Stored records
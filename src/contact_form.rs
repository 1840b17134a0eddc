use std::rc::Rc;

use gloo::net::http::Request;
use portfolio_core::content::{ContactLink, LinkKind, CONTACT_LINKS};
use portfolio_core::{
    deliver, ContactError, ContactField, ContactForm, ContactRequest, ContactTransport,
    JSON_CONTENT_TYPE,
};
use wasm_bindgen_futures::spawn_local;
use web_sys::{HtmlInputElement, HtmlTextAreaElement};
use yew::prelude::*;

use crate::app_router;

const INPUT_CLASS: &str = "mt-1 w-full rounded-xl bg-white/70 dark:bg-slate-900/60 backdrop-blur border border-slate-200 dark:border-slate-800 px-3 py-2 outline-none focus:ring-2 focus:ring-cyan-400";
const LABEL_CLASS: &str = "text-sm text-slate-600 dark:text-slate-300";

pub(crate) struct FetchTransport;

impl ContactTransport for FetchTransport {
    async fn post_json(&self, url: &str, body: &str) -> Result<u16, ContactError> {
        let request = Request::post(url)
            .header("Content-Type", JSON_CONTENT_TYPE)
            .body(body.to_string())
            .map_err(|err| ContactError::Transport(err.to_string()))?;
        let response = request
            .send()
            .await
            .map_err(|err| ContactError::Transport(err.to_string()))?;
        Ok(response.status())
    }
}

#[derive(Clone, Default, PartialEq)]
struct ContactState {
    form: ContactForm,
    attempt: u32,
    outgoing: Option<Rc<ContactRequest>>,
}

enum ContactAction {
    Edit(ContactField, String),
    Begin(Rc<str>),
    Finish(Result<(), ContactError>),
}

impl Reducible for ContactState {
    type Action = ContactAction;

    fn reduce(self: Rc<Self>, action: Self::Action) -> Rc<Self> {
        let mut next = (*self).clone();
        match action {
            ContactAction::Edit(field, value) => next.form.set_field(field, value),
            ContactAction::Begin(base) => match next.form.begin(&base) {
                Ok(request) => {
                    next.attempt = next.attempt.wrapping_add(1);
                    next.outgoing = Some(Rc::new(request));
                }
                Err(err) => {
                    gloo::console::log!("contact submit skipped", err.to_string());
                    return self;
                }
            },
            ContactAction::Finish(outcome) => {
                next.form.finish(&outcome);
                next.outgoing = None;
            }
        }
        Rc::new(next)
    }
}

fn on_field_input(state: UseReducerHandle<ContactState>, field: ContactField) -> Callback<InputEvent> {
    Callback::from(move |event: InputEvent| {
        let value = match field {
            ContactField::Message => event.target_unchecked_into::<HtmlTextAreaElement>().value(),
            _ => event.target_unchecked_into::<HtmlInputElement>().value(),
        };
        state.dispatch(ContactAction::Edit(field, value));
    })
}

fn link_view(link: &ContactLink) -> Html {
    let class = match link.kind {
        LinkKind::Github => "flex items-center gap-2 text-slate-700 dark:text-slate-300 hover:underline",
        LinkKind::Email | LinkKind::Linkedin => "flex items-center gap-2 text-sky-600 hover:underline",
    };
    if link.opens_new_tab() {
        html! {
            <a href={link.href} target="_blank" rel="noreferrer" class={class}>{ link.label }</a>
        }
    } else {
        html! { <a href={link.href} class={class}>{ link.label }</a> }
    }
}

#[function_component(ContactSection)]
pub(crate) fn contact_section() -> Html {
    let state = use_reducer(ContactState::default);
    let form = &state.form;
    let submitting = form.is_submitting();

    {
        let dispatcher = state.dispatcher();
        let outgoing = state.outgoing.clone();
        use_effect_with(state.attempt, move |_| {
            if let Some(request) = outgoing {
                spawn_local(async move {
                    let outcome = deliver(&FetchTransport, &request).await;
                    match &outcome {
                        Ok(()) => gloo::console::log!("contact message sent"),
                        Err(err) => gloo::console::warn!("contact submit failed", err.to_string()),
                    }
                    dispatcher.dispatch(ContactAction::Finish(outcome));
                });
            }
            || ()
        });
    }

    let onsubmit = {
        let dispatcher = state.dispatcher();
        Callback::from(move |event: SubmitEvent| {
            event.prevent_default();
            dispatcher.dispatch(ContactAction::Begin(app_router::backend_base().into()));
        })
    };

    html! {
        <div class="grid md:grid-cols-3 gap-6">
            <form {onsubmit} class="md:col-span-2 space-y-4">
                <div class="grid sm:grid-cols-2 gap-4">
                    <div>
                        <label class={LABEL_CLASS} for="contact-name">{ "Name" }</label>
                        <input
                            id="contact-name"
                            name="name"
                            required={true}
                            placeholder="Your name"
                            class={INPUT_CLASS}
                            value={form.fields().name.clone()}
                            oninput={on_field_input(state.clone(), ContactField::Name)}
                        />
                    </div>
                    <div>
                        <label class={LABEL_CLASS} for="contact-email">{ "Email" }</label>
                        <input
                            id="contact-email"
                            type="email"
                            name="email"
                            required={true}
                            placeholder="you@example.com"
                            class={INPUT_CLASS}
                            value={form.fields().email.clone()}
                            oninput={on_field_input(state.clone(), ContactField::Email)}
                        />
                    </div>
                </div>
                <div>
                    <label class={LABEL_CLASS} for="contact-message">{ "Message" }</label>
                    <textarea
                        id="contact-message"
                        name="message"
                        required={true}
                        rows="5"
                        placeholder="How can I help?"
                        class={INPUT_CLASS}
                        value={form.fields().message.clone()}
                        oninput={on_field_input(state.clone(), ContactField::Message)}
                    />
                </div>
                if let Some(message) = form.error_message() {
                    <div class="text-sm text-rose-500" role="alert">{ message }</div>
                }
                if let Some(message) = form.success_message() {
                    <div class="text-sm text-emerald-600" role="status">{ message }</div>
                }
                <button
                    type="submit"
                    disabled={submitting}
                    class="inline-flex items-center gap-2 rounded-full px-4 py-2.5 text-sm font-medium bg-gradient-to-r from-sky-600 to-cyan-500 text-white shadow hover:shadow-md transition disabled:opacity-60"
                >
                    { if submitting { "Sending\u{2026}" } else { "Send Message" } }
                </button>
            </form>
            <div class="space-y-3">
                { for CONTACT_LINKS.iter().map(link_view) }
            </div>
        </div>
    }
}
==
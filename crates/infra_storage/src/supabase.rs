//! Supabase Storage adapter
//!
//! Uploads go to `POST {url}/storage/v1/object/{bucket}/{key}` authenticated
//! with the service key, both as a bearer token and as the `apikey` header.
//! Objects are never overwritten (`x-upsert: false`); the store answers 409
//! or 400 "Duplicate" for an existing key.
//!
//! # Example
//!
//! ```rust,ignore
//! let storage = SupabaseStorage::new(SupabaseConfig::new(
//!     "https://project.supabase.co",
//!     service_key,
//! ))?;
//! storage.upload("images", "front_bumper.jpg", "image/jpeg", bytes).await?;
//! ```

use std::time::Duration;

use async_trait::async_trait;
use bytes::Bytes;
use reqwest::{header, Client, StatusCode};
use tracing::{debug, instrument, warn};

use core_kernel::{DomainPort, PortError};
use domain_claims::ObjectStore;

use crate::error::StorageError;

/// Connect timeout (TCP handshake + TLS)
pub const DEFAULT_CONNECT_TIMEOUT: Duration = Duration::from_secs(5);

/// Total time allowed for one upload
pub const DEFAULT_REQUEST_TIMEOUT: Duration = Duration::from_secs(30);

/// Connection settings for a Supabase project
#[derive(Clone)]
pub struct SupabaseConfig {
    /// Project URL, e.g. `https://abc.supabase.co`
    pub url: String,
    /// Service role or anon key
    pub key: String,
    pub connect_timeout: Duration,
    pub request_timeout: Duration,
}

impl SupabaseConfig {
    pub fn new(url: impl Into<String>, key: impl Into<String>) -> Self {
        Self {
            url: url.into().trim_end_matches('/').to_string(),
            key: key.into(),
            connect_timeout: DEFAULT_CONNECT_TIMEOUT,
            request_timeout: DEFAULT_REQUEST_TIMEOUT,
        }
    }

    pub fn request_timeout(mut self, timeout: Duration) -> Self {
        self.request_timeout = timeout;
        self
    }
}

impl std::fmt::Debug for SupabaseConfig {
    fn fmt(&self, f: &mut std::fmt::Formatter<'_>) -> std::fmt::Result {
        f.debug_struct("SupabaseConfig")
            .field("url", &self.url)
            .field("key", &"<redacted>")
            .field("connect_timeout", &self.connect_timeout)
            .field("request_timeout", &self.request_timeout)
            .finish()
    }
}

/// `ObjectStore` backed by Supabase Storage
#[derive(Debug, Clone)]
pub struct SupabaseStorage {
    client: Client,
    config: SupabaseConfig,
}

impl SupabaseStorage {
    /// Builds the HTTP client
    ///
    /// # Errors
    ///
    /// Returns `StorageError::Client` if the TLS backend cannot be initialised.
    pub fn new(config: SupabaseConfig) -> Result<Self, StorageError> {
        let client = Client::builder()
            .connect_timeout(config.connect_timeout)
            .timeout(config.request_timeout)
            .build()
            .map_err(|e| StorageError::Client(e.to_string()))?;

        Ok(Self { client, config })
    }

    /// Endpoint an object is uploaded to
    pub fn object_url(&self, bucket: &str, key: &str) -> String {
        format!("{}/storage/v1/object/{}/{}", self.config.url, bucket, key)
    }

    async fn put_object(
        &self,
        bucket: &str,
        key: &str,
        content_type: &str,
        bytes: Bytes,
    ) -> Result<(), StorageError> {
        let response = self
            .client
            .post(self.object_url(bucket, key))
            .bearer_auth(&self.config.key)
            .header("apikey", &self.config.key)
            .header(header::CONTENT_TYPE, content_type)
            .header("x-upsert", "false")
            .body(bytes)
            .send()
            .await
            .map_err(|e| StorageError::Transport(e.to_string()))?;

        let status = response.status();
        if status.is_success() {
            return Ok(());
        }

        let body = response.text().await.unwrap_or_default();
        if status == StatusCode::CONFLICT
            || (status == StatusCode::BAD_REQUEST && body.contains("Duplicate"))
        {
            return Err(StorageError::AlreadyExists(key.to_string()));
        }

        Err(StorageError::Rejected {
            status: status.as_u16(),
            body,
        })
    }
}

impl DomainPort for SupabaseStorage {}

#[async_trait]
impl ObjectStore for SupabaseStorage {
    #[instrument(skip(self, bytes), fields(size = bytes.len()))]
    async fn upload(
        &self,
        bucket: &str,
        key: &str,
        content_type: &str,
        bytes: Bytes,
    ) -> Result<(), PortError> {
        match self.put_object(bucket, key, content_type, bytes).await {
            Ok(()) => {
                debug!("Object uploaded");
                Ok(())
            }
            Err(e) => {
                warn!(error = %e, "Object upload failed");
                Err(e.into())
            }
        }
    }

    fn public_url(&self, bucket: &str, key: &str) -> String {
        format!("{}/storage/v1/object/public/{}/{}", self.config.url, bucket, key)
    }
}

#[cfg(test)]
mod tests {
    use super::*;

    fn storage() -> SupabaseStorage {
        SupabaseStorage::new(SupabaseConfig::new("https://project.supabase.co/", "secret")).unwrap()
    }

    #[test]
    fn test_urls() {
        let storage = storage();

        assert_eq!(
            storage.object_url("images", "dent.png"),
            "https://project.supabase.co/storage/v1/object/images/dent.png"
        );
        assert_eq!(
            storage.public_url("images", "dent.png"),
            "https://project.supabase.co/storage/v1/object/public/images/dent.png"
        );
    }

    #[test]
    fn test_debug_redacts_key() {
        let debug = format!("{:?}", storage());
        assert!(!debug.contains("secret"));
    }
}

◆ Instructions for the task: Could you return exactly the stretch of the data above that starts at the line with "filename src/contact_form.rs" and ends at the line with "let request = Request::post(url)", both lines included?

◆ Output for this exercise:
filename src/contact_form.rs
repository 1840b17134a0eddc
use std::rc::Rc;

use gloo::net::http::Request;
use portfolio_core::content::{ContactLink, LinkKind, CONTACT_LINKS};
use portfolio_core::{
    deliver, ContactError, ContactField, ContactForm, ContactRequest, ContactTransport,
    JSON_CONTENT_TYPE,
};
use wasm_bindgen_futures::spawn_local;
use web_sys::{HtmlInputElement, HtmlTextAreaElement};
use yew::prelude::*;

use crate::app_router;

const INPUT_CLASS: &str = "mt-1 w-full rounded-xl bg-white/70 dark:bg-slate-900/60 backdrop-blur border border-slate-200 dark:border-slate-800 px-3 py-2 outline-none focus:ring-2 focus:ring-cyan-400";
const LABEL_CLASS: &str = "text-sm text-slate-600 dark:text-slate-300";

pub(crate) struct FetchTransport;

impl ContactTransport for FetchTransport {
    async fn post_json(&self, url: &str, body: &str) -> Result<u16, ContactError> {
        let request = Request::post(url)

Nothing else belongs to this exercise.